E o faz dando ao discurso da Central do Brasil o espaço de atualidade que a narrativa conservadora sempre lhe sonegou.
Sobre aquele pronunciamento, o leitor de Carta Maior, Fausto Neves Ribeiro da Silva, comentou:
“Ouvi este discurso com o radinho de pilha debaixo do travesseiro. Eu tinha 14 anos. Estava numa juventude atenta, que não acreditava em esperança mas em ações. Quem se manteve atento guarda na memória, ou aprendeu, o que e quanto perdemos.”

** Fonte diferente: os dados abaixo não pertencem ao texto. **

//! Application shell: configuration, plugin registration, and the frame
//! entry point.
//!
//! [`App`] owns the registry, the resource store, and the scheduler. The
//! platform layer (window, input pump, renderer) stays outside the engine
//! and drives [`App::run_frame`] once per iteration of its own loop.

use std::path::Path;
use std::time::Instant;

use serde::Deserialize;
use thiserror::Error;
use tracing::info;

use cindra_core::{Context, EcsResult, FailurePolicy, Registry, Resources, Schedule, Scheduler};

use crate::components::{Transform, Velocity};

/// Errors from loading an [`AppConfig`].
#[derive(Error, Debug)]
pub enum ConfigError {
    /// The config file could not be read.
    #[error("failed to read config file: {0}")]
    Io(#[from] std::io::Error),

    /// The config file is not valid TOML for [`AppConfig`].
    #[error("failed to parse config file: {0}")]
    Parse(#[from] toml::de::Error),
}

/// Startup configuration, loaded once from TOML.
///
/// Every field has a default, so a partial (or empty) file is valid.
#[derive(Debug, Clone, PartialEq, Deserialize)]
#[serde(default)]
pub struct AppConfig {
    /// Window title.
    pub title: String,
    /// Window width in pixels.
    pub width: u32,
    /// Window height in pixels.
    pub height: u32,
    /// Whether presentation waits for vblank.
    pub vsync: bool,
    /// When true, a failing system logs and the frame continues; when
    /// false, the first failure aborts the phase.
    pub continue_on_system_failure: bool,
}

impl Default for AppConfig {
    fn default() -> Self {
        Self {
            title: "Cindra".to_owned(),
            width: 1280,
            height: 720,
            vsync: true,
            continue_on_system_failure: false,
        }
    }
}

impl AppConfig {
    /// Parses a config from TOML text.
    ///
    /// # Errors
    ///
    /// Returns [`ConfigError::Parse`] on malformed TOML or wrongly typed
    /// fields.
    pub fn from_toml(text: &str) -> Result<Self, ConfigError> {
        Ok(toml::from_str(text)?)
    }

    /// Reads and parses a config file.
    ///
    /// # Errors
    ///
    /// Returns [`ConfigError::Io`] if the file cannot be read, or
    /// [`ConfigError::Parse`] if its contents are invalid.
    pub fn load(path: impl AsRef<Path>) -> Result<Self, ConfigError> {
        Self::from_toml(&std::fs::read_to_string(path)?)
    }

    fn failure_policy(&self) -> FailurePolicy {
        if self.continue_on_system_failure {
            FailurePolicy::LogAndContinue
        } else {
            FailurePolicy::AbortPhase
        }
    }
}

/// A bundle of systems and resources installed as one unit.
pub trait Plugin {
    /// Name used in startup logs.
    fn name(&self) -> &'static str;

    /// Registers the plugin's systems and resources on the app.
    fn build(&self, app: &mut App);
}

/// Owner of the world and the frame loop's engine side.
pub struct App {
    config: AppConfig,
    registry: Registry,
    resources: Resources,
    scheduler: Scheduler,
    last_frame: Option<Instant>,
}

impl Default for App {
    fn default() -> Self {
        Self::new()
    }
}

impl App {
    /// Creates an app with the default configuration.
    #[must_use]
    pub fn new() -> Self {
        Self::with_config(AppConfig::default())
    }

    /// Creates an app from an explicit configuration.
    ///
    /// The config is also inserted as a resource so systems can read it.
    #[must_use]
    pub fn with_config(config: AppConfig) -> Self {
        info!(title = %config.title, width = config.width, height = config.height, "initializing app");
        let mut resources = Resources::new();
        resources.insert(config.clone());
        Self {
            scheduler: Scheduler::with_policy(config.failure_policy()),
            config,
            registry: Registry::new(),
            resources,
            last_frame: None,
        }
    }

    /// Installs a plugin.
    pub fn add_plugin(&mut self, plugin: impl Plugin) -> &mut Self {
        info!(plugin = plugin.name(), "installing plugin");
        plugin.build(self);
        self
    }

    /// Registers a system in a phase; see [`Scheduler::add_system`].
    pub fn add_system<F>(&mut self, phase: Schedule, name: &'static str, system: F) -> &mut Self
    where
        F: FnMut(&mut Context<'_>) -> EcsResult<()> + 'static,
    {
        self.scheduler.add_system(phase, name, system);
        self
    }

    /// Registers a system in the one-shot `Startup` phase.
    pub fn add_startup_system<F>(&mut self, name: &'static str, system: F) -> &mut Self
    where
        F: FnMut(&mut Context<'_>) -> EcsResult<()> + 'static,
    {
        self.add_system(Schedule::Startup, name, system)
    }

    /// Inserts a resource, replacing any previous value of the same type.
    pub fn insert_resource<T: 'static>(&mut self, value: T) -> &mut Self {
        self.resources.insert(value);
        self
    }

    /// The configuration the app was built with.
    #[must_use]
    pub fn config(&self) -> &AppConfig {
        &self.config
    }

    /// Shared access to the world.
    #[must_use]
    pub fn registry(&self) -> &Registry {
        &self.registry
    }

    /// Mutable access to the world, for setup and tools.
    pub fn registry_mut(&mut self) -> &mut Registry {
        &mut self.registry
    }

    /// Shared access to the resource store.
    #[must_use]
    pub fn resources(&self) -> &Resources {
        &self.resources
    }

    /// Mutable access to the resource store.
    pub fn resources_mut(&mut self) -> &mut Resources {
        &mut self.resources
    }

    /// Runs one frame with a wall-clock delta.
    ///
    /// The first frame sees a delta of zero; the scheduler clamps later
    /// deltas before they reach the [`Time`] resource.
    ///
    /// # Errors
    ///
    /// Propagates the first aborted phase's
    /// [`SystemFailed`](cindra_core::EcsError::SystemFailed) under
    /// [`FailurePolicy::AbortPhase`].
    ///
    /// [`Time`]: cindra_core::Time
    pub fn run_frame(&mut self) -> EcsResult<()> {
        let now = Instant::now();
        let delta = self
            .last_frame
            .map_or(0.0, |prev| now.duration_since(prev).as_secs_f32());
        self.last_frame = Some(now);
        self.step(delta)
    }

    /// Runs one frame with an explicit delta, for tests and fixed-step
    /// drivers.
    ///
    /// # Errors
    ///
    /// Same as [`run_frame`](App::run_frame).
    pub fn step(&mut self, delta: f32) -> EcsResult<()> {
        self.scheduler
            .run_frame(&mut self.registry, &mut self.resources, delta)
    }
}

/// Integrates [`Velocity`] into [`Transform`] over the frame delta.
///
/// # Errors
///
/// Returns [`ConcurrentModification`](cindra_core::EcsError::ConcurrentModification)
/// if another live view holds either pool incompatibly.
pub fn movement_system(ctx: &mut Context<'_>) -> EcsResult<()> {
    let delta = ctx.delta;
    ctx.registry
        .view::<(&Velocity, &mut Transform)>()?
        .each(|_, (vel, transform)| {
            transform.position += vel.linear * delta;
            transform.rotation += vel.angular * delta;
        });
    Ok(())
}

/// Installs [`movement_system`] in the `Update` phase.
pub struct MovementPlugin;

impl Plugin for MovementPlugin {
    fn name(&self) -> &'static str {
        "movement"
    }

    fn build(&self, app: &mut App) {
        app.add_system(Schedule::Update, "movement", movement_system);
    }
}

(veja e ouça um trecho aqui)
Leia, ainda, reportagem da Agência Brasil:
Restos mortais de Jango são recebidos em Brasília com honras militares
Da Agência Brasil
Brasília - Os restos mortais do ex-presidente da República João Goulart foram recebidos hoje (14) com honras militares, pela presidenta Dilma Rousseff. O corpo de Jango, como era conhecido, começou a ser exumado ontem, em São Borja (RS), e será submetido à perícia da Polícia Federal, na capital. A exumação faz parte de uma investigação para esclarecer se a causa da morte de João Goulart foi mesmo um ataque cardíaco, conforme divulgaram na ocasião as autoridades do regime militar.
Os ex-presidentes Luiz Inácio Lula da Silva, José Sarney e Fernando Collor também acompanharam a cerimônia. Fernando Henrique Cardoso, que se recupera de uma diverticulite, não pôde participar da homenagem.
A presidenta Dilma Rousseff disse, em sua conta no Twitter, que a solenidade de honra ao ex-presidente João Goulart “é uma afirmação da democracia” no Brasil, que se consolida com este gesto histórico. “Hoje é um dia de encontro do Brasil com a sua história. Como chefe de Estado da República Federativa do Brasil participo da recepção aos restos mortais de João Goulart, único presidente a morrer no exílio, em circunstâncias ainda a serem esclarecidas por exames periciais. Junto comigo estarão ex-presidentes da República, o presidente do Senado e políticos de todas as vertentes. Este é um gesto do Estado brasileiro para homenagear o ex-presidente João Goulart e sua memória”.
Deposto pelo regime militar (1964-1985), Goulart morreu no exílio, no dia 6 de dezembro de 1976, na Argentina. O objetivo da exumação é descobrir se ele foi assassinado. Por imposição do regime militar brasileiro, Goulart foi sepultado em sua cidade natal, São Borja, no Rio Grande do Sul, sem passar por uma autópsia. Desde então, existe a suspeita de que a morte de Jango tenha sido articulada pelas ditaduras do Brasil, da Argentina e do Uruguai.
Após os exames, que serão feitos em Brasília e em laboratórios internacionais, os despojos voltarão para São Borja em 6 de dezembro, data de morte do ex-presidente. A exumação é coordenada pelo Instituto Nacional de Criminalística, da Polícia Federal, e ocorrerá em duas etapas.
A primeira etapa é a análise antropológica, que detalhará informações sobre substâncias venenosas que eram usadas no Brasil, na Argentina e no Uruguai e podem ter causado o envenenamento do ex-presidente. Nesse momento, serão reunidos dados médicos e pessoais do ex-presidente. Além disso, será feita a análise do DNA. A segunda etapa constará do exame toxicológico dos restos mortais de Goulart para confirmar se houve envenenamento.